RWA.xyz labels the two products differently under “Revenue Usage.” USYC is marked as “Accumulated”, which means that interest accumulates within the token balance. BUIDL is marked “Distributes”, which means returns are paid separately.

This distinction is mechanical, not cosmetic. Collateral systems, especially automated margining and derivatives infrastructure, prefer set-it-and-forget balances where value accumulates without requiring operational handling of payments.

An accumulation structure is more clearly integrated into collateral automation than a distribution one.

For institutions creating collateral avenues that need to scale across multiple locations and counterparties, the simpler the structure, the lower the operational burden.

RWA.xyz lists substantially different entry requirements for the two products.

BUIDL restricts access to qualified US buyers and requires a minimum investment of $5 million in USDC. USYC targets non-US investors with a minimum of US$100,000.

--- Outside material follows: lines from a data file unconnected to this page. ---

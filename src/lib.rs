//! # Fleet BMS Library
//!
//! Battery state estimation and capacity aggregation for a fleet of
//! energy-storage stations.
//!
//! Raw cell telemetry is smoothed with scalar Kalman filters, mapped to a
//! state of charge through piecewise voltage curves, and rolled up through a
//! Station → Container → Pack → Cell tree held in a sharded, lock-per-shard
//! table.

pub mod aggregate;
pub mod config;
pub mod error;
pub mod estimation;
pub mod simulation;

pub use aggregate::record::{OperatingState, TelemetryRecord};
pub use aggregate::shard::ShardTable;
pub use aggregate::CapacityTotals;
pub use config::Config;
pub use error::{BmsError, Result};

The funnel difference is structural. Qualified Buyer status in the US requires $5 million in investable assets for individuals or $25 million for entities, a narrow gate that excludes most crypto-native funds, back desks and smaller institutional players.

USYC’s $100,000 minimum and non-U.S. eligibility open access to a broader set of offshore institutions, family offices, and commercial enterprises that operate outside U.S. regulatory perimeters but still require dollar-denominated, yield-generating collateral.

The BlackRock brand has weight, but it does not override access restrictions. If a fund cannot meet the Qualified Buyer threshold or operates outside of the US, BUIDL is not an option. USYC it is.

The addressable on-chain collateral market skews heavily toward non-US entities and smaller institutions, exactly the segment USYC is designed for.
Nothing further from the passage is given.